* [Problem details]: Find the word "Begin" in the listing below, then return every line it appears in.

* [Source information]:
impl AnimationSpeed {
    /// Parse a speed name. Unrecognized values fall back to `Normal`.
    #[must_use]
    pub fn parse(value: &str) -> Self {
        match value.trim().to_lowercase().as_str() {
            "slow" => Self::Slow,
            "fast" => Self::Fast,
            _ => Self::Normal,
        }
    }

    /// Multiplier applied to the status-bar frame period
    #[must_use]
    pub fn multiplier(self) -> f64 {
        match self {
            Self::Slow => 0.5,
            Self::Normal => 1.0,
            Self::Fast => 1.8,
        }
    }

    /// Panel sprite velocity in pixels per millisecond
    #[must_use]
    pub fn px_per_ms(self) -> f64 {
        match self {
            Self::Slow => 0.14,
            Self::Normal => 0.22,
            Self::Fast => 0.32,
        }
    }

    /// Setting value as written in configuration
    #[must_use]
    pub fn as_str(self) -> &'static str {
        match self {
            Self::Slow => "slow",
            Self::Normal => "normal",
            Self::Fast => "fast",
        }
    }
}

impl fmt::Display for AnimationSpeed {
    fn fmt(&self, f: &mut fmt::Formatter<'_>) -> fmt::Result {
        f.write_str(self.as_str())
    }
}

// Lenient on purpose: the panel may receive speeds from a newer host.
impl<'de> Deserialize<'de> for AnimationSpeed {
    fn deserialize<D>(deserializer: D) -> Result<Self, D::Error>
    where
        D: Deserializer<'de>,
    {
        let raw = String::deserialize(deserializer)?;
        Ok(Self::parse(&raw))
    }
}

/// One read of the external settings
#[derive(Clone, Copy, Debug, PartialEq, Eq, Serialize, Deserialize)]
#[serde(rename_all = "camelCase", default)]
pub struct ConfigSnapshot {
    /// Show the status-bar indicator
    pub enable_status_bar: bool,
    /// Indicator and panel animation speed
    pub animation_speed: AnimationSpeed,
    /// Replace animation with a static frame
    pub reduced_motion: bool,
    /// Begin a context for every host task
    pub track_tasks: bool,
    /// Begin a context for every top-level debug session
    pub track_debug_sessions: bool,
    /// Allow task/debug contexts to reveal the panel
    pub auto_reveal_on_task: bool,
}

impl Default for ConfigSnapshot {
    fn default() -> Self {
        Self {
            enable_status_bar: true,
            animation_speed: AnimationSpeed::Normal,
            reduced_motion: false,
            track_tasks: true,
            track_debug_sessions: true,
            auto_reveal_on_task: true,
        }
    }
}

impl ConfigSnapshot {
    /// Keys whose values differ between `self` and `other`
    #[must_use]
    pub fn changed_keys(&self, other: &Self) -> Vec<SettingKey> {
        let mut keys = Vec::new();
        if self.enable_status_bar != other.enable_status_bar {
            keys.push(SettingKey::EnableStatusBar);
        }
        if self.animation_speed != other.animation_speed {
            keys.push(SettingKey::AnimationSpeed);
        }
        if self.reduced_motion != other.reduced_motion {
            keys.push(SettingKey::ReducedMotion);
        }
        if self.track_tasks != other.track_tasks {
            keys.push(SettingKey::TrackTasks);
        }
        if self.track_debug_sessions != other.track_debug_sessions {
            keys.push(SettingKey::TrackDebugSessions);
        }
        if self.auto_reveal_on_task != other.auto_reveal_on_task {
            keys.push(SettingKey::AutoRevealOnTask);
        }
        keys
    }

    /// Reduced motion as configured or as detected from the environment
    #[must_use]
    pub fn effective_reduced_motion(&self) -> bool {
        self.reduced_motion || detect_reduced_motion()
    }
}

/// Names of the individual settings
#[derive(Clone, Copy, Debug, PartialEq, Eq, Hash, Serialize, Deserialize)]
#[serde(rename_all = "camelCase")]
pub enum SettingKey {
    /// `nyanProgress.enableStatusBar`
    EnableStatusBar,
    /// `nyanProgress.animationSpeed`
    AnimationSpeed,
    /// `nyanProgress.reducedMotion`
    ReducedMotion,
    /// `nyanProgress.trackTasks`
    TrackTasks,
    /// `nyanProgress.trackDebugSessions`
    TrackDebugSessions,
    /// `nyanProgress.autoRevealOnTask`
    AutoRevealOnTask,
}

impl SettingKey {
    /// Fully qualified external key
    #[must_use]
    pub fn key(self) -> &'static str {
        match self {
            Self::EnableStatusBar => "nyanProgress.enableStatusBar",
            Self::AnimationSpeed => "nyanProgress.animationSpeed",
            Self::ReducedMotion => "nyanProgress.reducedMotion",
            Self::TrackTasks => "nyanProgress.trackTasks",
            Self::TrackDebugSessions => "nyanProgress.trackDebugSessions",
            Self::AutoRevealOnTask => "nyanProgress.autoRevealOnTask",
        }
    }

    /// Whether a change to this key affects running animations
    #[must_use]
    pub fn affects_motion(self) -> bool {
        matches!(self, Self::AnimationSpeed | Self::ReducedMotion)
    }
}

impl fmt::Display for SettingKey {
    fn fmt(&self, f: &mut fmt::Formatter<'_>) -> fmt::Result {
        f.write_str(self.key())
    }
}

// =============================================================================
// Settings Sources
// =============================================================================

/// Source of fresh configuration snapshots
pub trait Settings: Send + Sync {
    /// Read the current settings
    fn snapshot(&self) -> ConfigSnapshot;
}

/// Shared, replaceable settings store
///
/// Clones share the same underlying snapshot.
#[derive(Clone, Debug, Default)]
pub struct SharedSettings {
    inner: Arc<RwLock<ConfigSnapshot>>,
}

impl SharedSettings {
    /// Create a store holding `snapshot`
    #[must_use]
    pub fn new(snapshot: ConfigSnapshot) -> Self {
        Self {
            inner: Arc::new(RwLock::new(snapshot)),
        }
    }

    /// Replace the stored snapshot, returning the keys that changed
    pub fn replace(&self, snapshot: ConfigSnapshot) -> Vec<SettingKey> {
        let mut inner = self.inner.write();
        let changed = inner.changed_keys(&snapshot);
        *inner = snapshot;
        if !changed.is_empty() {
            tracing::debug!(changed = ?changed, "Settings updated");
        }
        changed
    }

    /// Apply an in-place edit, returning the keys that changed
    pub fn update(&self, edit: impl FnOnce(&mut ConfigSnapshot)) -> Vec<SettingKey> {
        let mut next = self.snapshot();
        edit(&mut next);
        self.replace(next)
    }
}

impl Settings for SharedSettings {
    fn snapshot(&self) -> ConfigSnapshot {
        *self.inner.read()
    }
}

// =============================================================================
// Reduced-Motion Detection
// =============================================================================

/// Whether the environment asks for reduced motion
///
/// Reads `REDUCE_MOTION`; see [`parse_reduce_motion`].
#[must_use]
pub fn detect_reduced_motion() -> bool {
    std::env::var("REDUCE_MOTION")
        .map(|value| parse_reduce_motion(&value))
        .unwrap_or(false)
}

/// Parse a `REDUCE_MOTION` value
#[must_use]
pub fn parse_reduce_motion(value: &str) -> bool {
    matches!(
        value.trim().to_lowercase().as_str(),
        "1" | "2" | "true" | "yes" | "reduced" | "none" | "static" | "off"
    )
}

// =============================================================================
// Configuration Source Tracking
// =============================================================================

/// Tracks where the loaded configuration came from
#[derive(Clone, Copy, Debug, PartialEq, Eq, Serialize, Deserialize)]
pub enum ConfigSource {
    /// Value from command-line argument
    Cli,
    /// Value from environment variable
    Env,
    /// Value from TOML configuration file
    File,
    /// Default value
    Default,
}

* [Answer]:
    /// Begin a context for every host task
    /// Begin a context for every top-level debug session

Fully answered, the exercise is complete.